Competition rules and presentation structure.

A single static PowerPoint slide is permitted (no slide transitions, animations or ‘movement’ of any kind; the slide is to be presented from the beginning of the oration).

  • No additional electronic media (e.g. sound and video files) are permitted.
  • No props (e.g. costumes, musical instruments, laboratory equipment) are permitted.
  • Presentations are limited to three minutes maximum.
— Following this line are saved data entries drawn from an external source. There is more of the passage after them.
//! 圖配置模型

use serde::{Deserialize, Serialize};

use crate::{QuibError, Result};

/// 依賴圖配置
#[derive(Debug, Clone, PartialEq, Serialize, Deserialize)]
#[serde(default)]
pub struct GraphConfig {
    /// 巢狀讀取的最大深度（防止循環依賴造成無限遞迴）
    pub recursion_limit: usize,

    /// 函數節點預設是否允許覆寫
    /// - false: 只有來源節點可被直接覆寫，指派會向上反推（預設）
    /// - true: 函數節點本身也是候選覆寫點
    pub allow_overriding_functions: bool,

    /// 新節點的預設緩存模式
    pub default_cache_mode: CacheMode,

    /// 是否記住歧義指派的選擇
    pub cache_choices: bool,

    /// 是否收集需要重繪的圖形節點
    pub track_redraws: bool,
}

impl GraphConfig {
    /// 創建預設配置
    pub fn new() -> Self {
        Self {
            recursion_limit: 256,
            allow_overriding_functions: false,
            default_cache_mode: CacheMode::On,
            cache_choices: true,
            track_redraws: true,
        }
    }

    /// 從 JSON 文件載入配置（缺少的欄位使用預設值）
    pub fn from_json(json: &str) -> Result<Self> {
        let config: Self = serde_json::from_str(json)?;
        config.validate()?;
        Ok(config)
    }

    /// 建構器模式：設置遞迴上限
    pub fn with_recursion_limit(mut self, limit: usize) -> Self {
        self.recursion_limit = limit;
        self
    }

    /// 建構器模式：設置函數節點是否允許覆寫
    pub fn with_allow_overriding_functions(mut self, allow: bool) -> Self {
        self.allow_overriding_functions = allow;
        self
    }

    /// 建構器模式：設置預設緩存模式
    pub fn with_default_cache_mode(mut self, mode: CacheMode) -> Self {
        self.default_cache_mode = mode;
        self
    }

    /// 建構器模式：設置是否記住覆寫選擇
    pub fn with_cache_choices(mut self, enabled: bool) -> Self {
        self.cache_choices = enabled;
        self
    }

    /// 建構器模式：設置是否收集重繪節點
    pub fn with_track_redraws(mut self, enabled: bool) -> Self {
        self.track_redraws = enabled;
        self
    }

    /// 檢查配置是否有效
    pub fn validate(&self) -> Result<()> {
        if self.recursion_limit == 0 {
            return Err(QuibError::Config("recursion_limit 必須大於 0".to_string()));
        }
        Ok(())
    }
}

impl Default for GraphConfig {
    fn default() -> Self {
        Self::new()
    }
}

/// 緩存模式
#[derive(Debug, Clone, Copy, PartialEq, Eq, Serialize, Deserialize)]
pub enum CacheMode {
    /// 緩存計算結果，只重算失效的子路徑
    On,
    /// 不緩存，每次讀取都重新計算
    Off,
}

#[cfg(test)]
mod tests {
    use super::*;

    #[test]
    fn test_default_config() {
        let config = GraphConfig::default();
        assert_eq!(config.recursion_limit, 256);
        assert!(!config.allow_overriding_functions);
        assert_eq!(config.default_cache_mode, CacheMode::On);
        assert!(config.cache_choices);
    }

    #[test]
    fn test_config_builder() {
        let config = GraphConfig::new()
            .with_recursion_limit(16)
            .with_allow_overriding_functions(true)
            .with_default_cache_mode(CacheMode::Off)
            .with_cache_choices(false)
            .with_track_redraws(false);

        assert_eq!(config.recursion_limit, 16);
        assert!(config.allow_overriding_functions);
        assert_eq!(config.default_cache_mode, CacheMode::Off);
        assert!(!config.cache_choices);
        assert!(!config.track_redraws);
    }

    #[test]
    fn test_config_from_json() {
        let config = GraphConfig::from_json(r#"{ "recursion_limit": 32, "default_cache_mode": "Off" }"#).unwrap();
        assert_eq!(config.recursion_limit, 32);
        assert_eq!(config.default_cache_mode, CacheMode::Off);
        // 未指定的欄位使用預設值
        assert!(config.cache_choices);

        assert!(GraphConfig::from_json(r#"{ "recursion_limit": 0 }"#).is_err());
    }
}
/// 正規化（可為負的）軸號
pub fn normalize_axis(axis: isize, ndim: usize) -> Result<usize> {
    let normalized = if axis < 0 { axis + ndim as isize } else { axis };
    if normalized < 0 || normalized as usize >= ndim {
        return Err(QuibError::ShapeMismatch(format!("軸 {} 超出維度 {}", axis, ndim)));
    }
    Ok(normalized as usize)
}

/// 歸約後的形狀
pub fn reduced_shape(shape: &[usize], axes: &[usize], keepdims: bool) -> Vec<usize> {
    shape
        .iter()
        .enumerate()
        .filter_map(|(d, &n)| match (axes.contains(&d), keepdims) {
            (true, true) => Some(1),
            (true, false) => None,
            (false, _) => Some(n),
        })
        .collect()
}

/// 多個形狀的廣播結果
pub fn broadcast_shapes(shapes: &[&[usize]]) -> Result<Vec<usize>> {
    let ndim = shapes.iter().map(|s| s.len()).max().unwrap_or(0);
    let mut out = vec![1; ndim];
    for shape in shapes {
        let offset = ndim - shape.len();
        for (d, &n) in shape.iter().enumerate() {
            let slot = &mut out[offset + d];
            if *slot == 1 {
                *slot = n;
            } else if n != 1 && n != *slot {
                return Err(QuibError::ShapeMismatch(format!(
                    "形狀無法廣播: {:?}",
                    shapes
                )));
            }
        }
    }
    Ok(out)
}

/// 反廣播：輸出的多維索引對應到來源的扁平索引（被廣播的維度對應到 0）
pub fn broadcast_source_index(out_index: &[usize], src_shape: &[usize]) -> usize {
    let offset = out_index.len() - src_shape.len();
    let src: Vec<usize> = src_shape
        .iter()
        .enumerate()
        .map(|(d, &n)| if n == 1 { 0 } else { out_index[offset + d] })
        .collect();
    ravel_index(&src, src_shape)
}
Competitors exceeding three minutes are disqualified.
  • Presentations are to be delivered in traditional presentation style.
  • Presentations are considered to have commenced when presenters start their presentation through movement or speech.
  • Each presentation will be judged using the criteria below.

Judging Criteria

  • Clarity :  Did the speaker provide adequate background knowledge to make the talk and the importance of the project understandable?
  • Organization : Did the presentation follow a clear and logical sequence?
  • Language matches audience :  Was the topic and its significance communicated in a language appropriate to an interested, but non-specialist audience? (For example, did the speaker avoid or explain discipline-specific jargon?)
  • Significance :  Did the presenter explain why the project mattered, addressing the impact and results of the research?
  • Delivery :  How was the delivery, including pace, enthusiasm, confidence, body language, and dynamism of vocal delivery?
  • Visual :  Did the slide enhance the presentation and help to emphasize the primary points of the talk?  Was the slide well designed, clear, legible and concise?
  • Engagement :  To what extent did the talk speak to your intellectual curiosity?  Did it make you want to learn more about the topic?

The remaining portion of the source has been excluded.